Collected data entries
• • • • • • •

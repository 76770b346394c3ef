//! Running calls on another execution context and settling promises with
//! their outcome.
use std::sync::atomic::{AtomicBool, Ordering};
use std::sync::Arc;

use crate::{capture, invoke, Callable, Error, IntoCallable, Promise, Value};

const BODY_PANICKED: &str = "promisified call panicked";
const EXECUTOR_PANICKED: &str = "promise executor panicked";

pub type Job = Box<dyn FnOnce() + Send + 'static>;

/// Settles a promise from inside an executor. The first call made through
/// either the `resolve` or the `reject` function of a promise wins.
pub type SettleFn = Arc<dyn Fn(Value) + Send + Sync>;

/// The concurrent-execution facility the bridge schedules work on.
pub trait Spawn: Send + Sync + 'static {
    fn spawn(&self, job: Job) -> Result<(), Error>;
}

/// Runs each job on a new thread.
#[derive(Debug, Clone, Default)]
pub struct ThreadSpawner {
    name: Option<String>,
    stack_size: Option<usize>,
}

impl ThreadSpawner {
    pub fn new() -> Self {
        Self::default()
    }

    pub fn name(mut self, name: impl Into<String>) -> Self {
        self.name = Some(name.into());
        self
    }

    pub fn stack_size(mut self, size: usize) -> Self {
        self.stack_size = Some(size);
        self
    }
}

impl Spawn for ThreadSpawner {
    fn spawn(&self, job: Job) -> Result<(), Error> {
        let mut builder = std::thread::Builder::new();
        if let Some(name) = &self.name {
            builder = builder.name(name.clone());
        }
        if let Some(size) = self.stack_size {
            builder = builder.stack_size(size);
        }
        builder
            .spawn(job)
            .map(drop)
            .map_err(|err| Error::Spawn(err.to_string()))
    }
}

/// Runs each job on the calling thread before `spawn` returns.
#[derive(Debug, Clone, Copy, Default)]
pub struct Inline;

impl Spawn for Inline {
    fn spawn(&self, job: Job) -> Result<(), Error> {
        job();
        Ok(())
    }
}

/// Once-only access to a promise's settlement.
#[derive(Clone)]
struct Resolver {
    promise: Promise,
    done: Arc<AtomicBool>,
}

impl Resolver {
    fn new(promise: Promise) -> Self {
        Self {
            promise,
            done: Arc::new(AtomicBool::new(false)),
        }
    }

    fn claim(&self) -> bool {
        let won = self
            .done
            .compare_exchange(false, true, Ordering::AcqRel, Ordering::Acquire)
            .is_ok();
        if !won {
            log::debug!("promise already settled, ignoring");
        }
        won
    }

    fn resolve(&self, value: Value) {
        if self.claim() {
            self.promise.fulfill(value);
        }
    }

    fn reject(&self, reason: Value) {
        if self.claim() {
            self.promise.reject(reason);
        }
    }
}

/// Schedules bodies on a [`Spawn`] implementation and routes their outcome
/// into promises.
#[derive(Debug, Clone, Default)]
pub struct Bridge<S = ThreadSpawner> {
    spawner: Arc<S>,
}

impl<S: Spawn> Bridge<S> {
    pub fn new(spawner: S) -> Self {
        Self {
            spawner: Arc::new(spawner),
        }
    }

    /// Wraps `function` so that every call runs it on the spawner and returns a
    /// promise of its outcome.
    ///
    /// # Panics
    ///
    /// Panics with [`Error::NotAFunction`] when given a [`Value`] that is not a
    /// function.
    pub fn promisify<Args, Ret>(&self, function: impl IntoCallable<Args, Ret>) -> Promisified<S> {
        Promisified {
            callable: function.into_callable(),
            spawner: self.spawner.clone(),
        }
    }

    /// Runs `executor(resolve, reject)` on the spawner. A panic in the executor
    /// rejects the promise unless it was already settled.
    pub fn new_promise<F>(&self, executor: F) -> Promise
    where
        F: FnOnce(SettleFn, SettleFn) + Send + 'static,
    {
        let promise = Promise::new();
        let resolver = Resolver::new(promise.clone());
        schedule(self.spawner.as_ref(), resolver.clone(), move || {
            let on_resolve = resolver.clone();
            let resolve: SettleFn = Arc::new(move |value| on_resolve.resolve(value));
            let reject: SettleFn = Arc::new(move |reason| resolver.reject(reason));
            match capture(EXECUTOR_PANICKED, || executor(resolve, reject.clone())) {
                Ok(()) => {}
                Err(failure) => reject(failure),
            }
        });
        promise
    }
}

/// A function returned by [`Bridge::promisify`].
pub struct Promisified<S = ThreadSpawner> {
    callable: Callable,
    spawner: Arc<S>,
}

impl<S: Spawn> Promisified<S> {
    /// Schedules the call and returns its promise, pending until the call
    /// finishes on the spawner.
    pub fn call(&self, args: Vec<Value>) -> Promise {
        let promise = Promise::new();
        let resolver = Resolver::new(promise.clone());
        let callable = self.callable.clone();
        schedule(self.spawner.as_ref(), resolver.clone(), move || {
            match capture(BODY_PANICKED, || invoke(&callable, args)) {
                Ok(dispatch) => match dispatch.into_result() {
                    Ok(value) => resolver.resolve(value),
                    Err(err) => resolver.reject(Value::Failure(err)),
                },
                Err(failure) => resolver.reject(failure),
            }
        });
        promise
    }
}

impl<S> Clone for Promisified<S> {
    fn clone(&self) -> Self {
        Self {
            callable: self.callable.clone(),
            spawner: self.spawner.clone(),
        }
    }
}

fn schedule<S, F>(spawner: &S, resolver: Resolver, body: F)
where
    S: Spawn,
    F: FnOnce() + Send + 'static,
{
    log::trace!("scheduling promise body");
    if let Err(err) = spawner.spawn(Box::new(body)) {
        log::warn!("{err}");
        resolver.reject(Value::Failure(err));
    }
}

/// [`Bridge::promisify`] on a default [`ThreadSpawner`].
pub fn promisify<Args, Ret>(function: impl IntoCallable<Args, Ret>) -> Promisified {
    Bridge::<ThreadSpawner>::default().promisify(function)
}

/// [`Bridge::new_promise`] on a default [`ThreadSpawner`].
pub fn new_promise<F>(executor: F) -> Promise
where
    F: FnOnce(SettleFn, SettleFn) + Send + 'static,
{
    Bridge::<ThreadSpawner>::default().new_promise(executor)
}

/// A promise already fulfilled with `value`.
pub fn resolve(value: impl Into<Value>) -> Promise {
    let promise = Promise::new();
    promise.fulfill(value);
    promise
}

/// A promise already rejected with `reason`.
pub fn reject(reason: impl Into<Value>) -> Promise {
    let promise = Promise::new();
    promise.reject(reason);
    promise
}

#[cfg(test)]
mod tests {
    use super::*;
    use crate::{values, State};

    struct Refuse;

    impl Spawn for Refuse {
        fn spawn(&self, _job: Job) -> Result<(), Error> {
            Err(Error::Spawn("no workers".into()))
        }
    }

    #[test]
    fn promisify_inline_fulfills_with_the_value() {
        let add = Bridge::new(Inline).promisify(|a: i64, b: i64| a + b);
        let promise = add.call(values![40, 2]);
        assert_eq!(promise.state(), State::Fulfilled);
        assert_eq!(promise.value(), Some(Value::Int(42)));
    }

    #[test]
    fn promisify_inline_rejects_with_the_failure() {
        let fail =
            Bridge::new(Inline).promisify(|| -> Result<i64, Error> { Err(Error::msg("E")) });
        let promise = fail.call(vec![]);
        assert_eq!(promise.state(), State::Rejected);
        assert_eq!(promise.value(), Some(Value::Failure(Error::msg("E"))));
    }

    #[test]
    fn promisify_rejects_on_arity_mismatch() {
        let one = Bridge::new(Inline).promisify(|n: i64| n);
        let promise = one.call(values![1, 2]);
        assert_eq!(
            promise.value(),
            Some(Value::Failure(Error::Arity {
                expected: 1,
                got: 2
            }))
        );
    }

    #[test]
    fn spawn_failures_reject() {
        let promise = Bridge::new(Refuse).promisify(|| 1i64).call(vec![]);
        assert_eq!(promise.state(), State::Rejected);
        assert_eq!(
            promise.value(),
            Some(Value::Failure(Error::Spawn("no workers".into())))
        );
    }

    #[test]
    fn the_first_settlement_wins() {
        let promise = Bridge::new(Inline).new_promise(|resolve, reject| {
            resolve(Value::Int(1));
            reject(Value::Int(2));
            resolve(Value::Int(3));
        });
        assert_eq!(promise.state(), State::Fulfilled);
        assert_eq!(promise.value(), Some(Value::Int(1)));
    }

    #[test]
    fn a_panic_after_settling_is_ignored() {
        let promise = Bridge::new(Inline).new_promise(|resolve, _reject| {
            resolve(Value::from("done"));
            panic!("too late");
        });
        assert_eq!(promise.state(), State::Fulfilled);
        assert_eq!(promise.value(), Some(Value::from("done")));
    }

    #[test]
    fn an_executor_panic_rejects() {
        let promise = Bridge::new(Inline).new_promise(|_resolve, _reject| panic!("nope"));
        assert_eq!(promise.state(), State::Rejected);
        assert_eq!(promise.value(), Some(Value::Failure(Error::Panic("nope".into()))));
    }

    #[test]
    fn thread_spawner_applies_its_name() {
        let (tx, rx) = std::sync::mpsc::channel();
        let spawner = ThreadSpawner::new().name("promise-worker").stack_size(256 * 1024);
        spawner
            .spawn(Box::new(move || {
                let name = std::thread::current().name().map(str::to_owned);
                tx.send(name).unwrap();
            }))
            .unwrap();
        assert_eq!(rx.recv().unwrap().as_deref(), Some("promise-worker"));
    }
}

• • • • • • •

What is required:
Reply with the number of lines in the preceding entries that contain "move", and no other words.

Written answer:
5